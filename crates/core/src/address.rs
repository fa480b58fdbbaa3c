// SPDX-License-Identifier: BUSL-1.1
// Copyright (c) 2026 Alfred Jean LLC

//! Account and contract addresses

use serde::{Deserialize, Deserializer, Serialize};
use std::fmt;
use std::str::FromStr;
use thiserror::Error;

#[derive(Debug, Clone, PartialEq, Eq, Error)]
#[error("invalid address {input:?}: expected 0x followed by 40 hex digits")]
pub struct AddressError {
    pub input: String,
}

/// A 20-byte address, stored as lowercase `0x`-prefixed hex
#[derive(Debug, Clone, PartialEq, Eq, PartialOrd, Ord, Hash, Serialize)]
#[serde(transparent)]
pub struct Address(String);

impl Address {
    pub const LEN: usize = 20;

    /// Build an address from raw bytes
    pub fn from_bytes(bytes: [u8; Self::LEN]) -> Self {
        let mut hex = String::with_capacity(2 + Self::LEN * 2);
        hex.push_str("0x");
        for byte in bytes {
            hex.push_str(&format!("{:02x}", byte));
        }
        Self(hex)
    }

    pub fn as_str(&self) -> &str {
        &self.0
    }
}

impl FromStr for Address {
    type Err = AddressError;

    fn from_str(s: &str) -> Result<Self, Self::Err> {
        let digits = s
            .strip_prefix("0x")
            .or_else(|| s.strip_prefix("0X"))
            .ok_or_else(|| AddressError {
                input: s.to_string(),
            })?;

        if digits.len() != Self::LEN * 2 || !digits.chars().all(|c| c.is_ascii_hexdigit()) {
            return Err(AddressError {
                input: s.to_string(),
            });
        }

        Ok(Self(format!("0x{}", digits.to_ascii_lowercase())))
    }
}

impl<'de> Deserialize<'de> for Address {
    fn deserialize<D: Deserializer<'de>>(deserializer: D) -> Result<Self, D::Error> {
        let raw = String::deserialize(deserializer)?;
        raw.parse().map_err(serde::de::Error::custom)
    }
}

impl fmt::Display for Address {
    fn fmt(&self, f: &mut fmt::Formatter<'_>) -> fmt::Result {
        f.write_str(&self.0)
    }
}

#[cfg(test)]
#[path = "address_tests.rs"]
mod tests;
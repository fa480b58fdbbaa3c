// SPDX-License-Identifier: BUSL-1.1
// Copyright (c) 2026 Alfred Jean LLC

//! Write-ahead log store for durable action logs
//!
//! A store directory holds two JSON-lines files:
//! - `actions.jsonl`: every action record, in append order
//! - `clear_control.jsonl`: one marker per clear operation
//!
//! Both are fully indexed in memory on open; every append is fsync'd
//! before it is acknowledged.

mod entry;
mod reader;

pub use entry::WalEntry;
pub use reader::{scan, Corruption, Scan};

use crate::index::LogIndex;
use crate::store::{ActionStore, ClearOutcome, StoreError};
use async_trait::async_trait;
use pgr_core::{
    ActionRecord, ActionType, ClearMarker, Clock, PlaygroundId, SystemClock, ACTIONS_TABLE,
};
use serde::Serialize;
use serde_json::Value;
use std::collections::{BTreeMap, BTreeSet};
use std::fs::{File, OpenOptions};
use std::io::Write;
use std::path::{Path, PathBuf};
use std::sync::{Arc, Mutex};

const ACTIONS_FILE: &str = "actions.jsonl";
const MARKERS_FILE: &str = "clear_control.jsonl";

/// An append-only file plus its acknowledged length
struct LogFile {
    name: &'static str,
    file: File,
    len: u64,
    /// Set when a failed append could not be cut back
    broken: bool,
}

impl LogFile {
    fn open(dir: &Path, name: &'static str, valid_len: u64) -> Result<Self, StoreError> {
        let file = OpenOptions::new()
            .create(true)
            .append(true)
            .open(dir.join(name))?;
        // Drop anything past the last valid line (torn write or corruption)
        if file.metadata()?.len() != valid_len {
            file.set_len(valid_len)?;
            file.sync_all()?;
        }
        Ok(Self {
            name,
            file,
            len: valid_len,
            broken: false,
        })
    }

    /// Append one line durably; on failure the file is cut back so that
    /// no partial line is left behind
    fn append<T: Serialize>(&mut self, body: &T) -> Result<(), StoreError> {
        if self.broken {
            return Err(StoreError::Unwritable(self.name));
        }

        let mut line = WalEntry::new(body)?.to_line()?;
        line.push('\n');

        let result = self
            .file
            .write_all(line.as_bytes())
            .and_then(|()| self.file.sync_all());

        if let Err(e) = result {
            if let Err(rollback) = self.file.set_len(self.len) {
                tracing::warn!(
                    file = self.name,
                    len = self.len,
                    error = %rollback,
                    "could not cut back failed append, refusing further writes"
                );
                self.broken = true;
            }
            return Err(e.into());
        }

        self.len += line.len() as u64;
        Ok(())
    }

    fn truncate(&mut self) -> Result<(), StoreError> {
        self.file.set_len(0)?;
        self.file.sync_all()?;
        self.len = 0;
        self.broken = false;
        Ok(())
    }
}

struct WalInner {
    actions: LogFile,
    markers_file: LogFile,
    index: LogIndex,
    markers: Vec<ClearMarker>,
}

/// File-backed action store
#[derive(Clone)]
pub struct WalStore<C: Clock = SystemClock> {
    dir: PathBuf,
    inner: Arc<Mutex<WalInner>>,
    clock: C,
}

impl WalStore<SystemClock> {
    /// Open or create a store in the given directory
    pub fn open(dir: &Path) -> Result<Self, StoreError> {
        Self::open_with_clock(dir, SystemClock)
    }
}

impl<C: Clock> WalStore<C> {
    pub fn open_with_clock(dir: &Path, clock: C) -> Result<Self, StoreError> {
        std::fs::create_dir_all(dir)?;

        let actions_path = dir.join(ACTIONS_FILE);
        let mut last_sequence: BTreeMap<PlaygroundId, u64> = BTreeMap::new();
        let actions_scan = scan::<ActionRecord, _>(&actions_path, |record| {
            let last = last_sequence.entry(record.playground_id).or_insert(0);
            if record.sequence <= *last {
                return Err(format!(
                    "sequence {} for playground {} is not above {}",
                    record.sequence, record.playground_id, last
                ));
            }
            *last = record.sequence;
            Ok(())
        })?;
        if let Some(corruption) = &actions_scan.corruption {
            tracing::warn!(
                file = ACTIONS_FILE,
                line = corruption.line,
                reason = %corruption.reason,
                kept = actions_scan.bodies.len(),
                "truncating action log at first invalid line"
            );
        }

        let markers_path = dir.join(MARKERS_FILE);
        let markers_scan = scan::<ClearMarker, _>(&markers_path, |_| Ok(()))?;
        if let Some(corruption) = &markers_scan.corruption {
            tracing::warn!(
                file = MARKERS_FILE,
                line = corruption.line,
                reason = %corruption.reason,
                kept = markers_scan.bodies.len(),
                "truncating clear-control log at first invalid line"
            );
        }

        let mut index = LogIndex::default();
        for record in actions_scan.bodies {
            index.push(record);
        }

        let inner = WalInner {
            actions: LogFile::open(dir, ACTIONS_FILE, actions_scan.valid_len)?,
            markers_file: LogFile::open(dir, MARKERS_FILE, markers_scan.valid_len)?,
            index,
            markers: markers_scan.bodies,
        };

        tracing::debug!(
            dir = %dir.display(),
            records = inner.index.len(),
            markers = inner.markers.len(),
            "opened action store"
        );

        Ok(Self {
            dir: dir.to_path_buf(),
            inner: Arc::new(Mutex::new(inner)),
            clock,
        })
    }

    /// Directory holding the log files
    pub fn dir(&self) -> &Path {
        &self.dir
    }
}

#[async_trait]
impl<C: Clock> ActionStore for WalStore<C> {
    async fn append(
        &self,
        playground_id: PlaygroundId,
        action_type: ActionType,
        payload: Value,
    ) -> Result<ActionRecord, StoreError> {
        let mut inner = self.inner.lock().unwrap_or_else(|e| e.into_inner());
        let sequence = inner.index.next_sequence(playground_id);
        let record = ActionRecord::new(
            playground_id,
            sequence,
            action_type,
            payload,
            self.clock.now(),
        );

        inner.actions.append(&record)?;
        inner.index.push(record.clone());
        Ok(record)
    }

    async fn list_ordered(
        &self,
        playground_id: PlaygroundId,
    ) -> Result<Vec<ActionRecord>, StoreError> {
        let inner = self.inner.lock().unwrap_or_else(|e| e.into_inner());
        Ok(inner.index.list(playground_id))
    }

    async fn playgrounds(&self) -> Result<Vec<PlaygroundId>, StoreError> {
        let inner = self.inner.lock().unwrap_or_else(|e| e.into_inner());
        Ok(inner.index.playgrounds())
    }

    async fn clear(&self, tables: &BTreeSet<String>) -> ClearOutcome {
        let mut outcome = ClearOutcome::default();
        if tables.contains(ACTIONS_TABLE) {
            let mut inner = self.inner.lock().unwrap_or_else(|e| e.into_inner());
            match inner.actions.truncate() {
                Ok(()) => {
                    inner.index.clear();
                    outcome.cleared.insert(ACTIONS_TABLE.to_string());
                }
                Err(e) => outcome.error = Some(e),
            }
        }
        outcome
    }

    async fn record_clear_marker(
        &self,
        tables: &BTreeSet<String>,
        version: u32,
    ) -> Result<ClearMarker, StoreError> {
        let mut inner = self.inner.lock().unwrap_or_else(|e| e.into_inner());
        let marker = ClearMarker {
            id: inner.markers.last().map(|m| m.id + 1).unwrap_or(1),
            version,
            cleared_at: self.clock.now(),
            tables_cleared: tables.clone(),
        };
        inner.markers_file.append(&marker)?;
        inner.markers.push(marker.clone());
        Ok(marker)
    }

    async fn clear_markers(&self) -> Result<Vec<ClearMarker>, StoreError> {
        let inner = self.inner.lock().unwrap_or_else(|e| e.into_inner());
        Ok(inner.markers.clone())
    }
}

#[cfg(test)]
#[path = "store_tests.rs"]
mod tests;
+++
Work instructions: Of the lines in the data, report each one containing the string "files".

Reply:
//! A store directory holds two JSON-lines files:
    /// Directory holding the log files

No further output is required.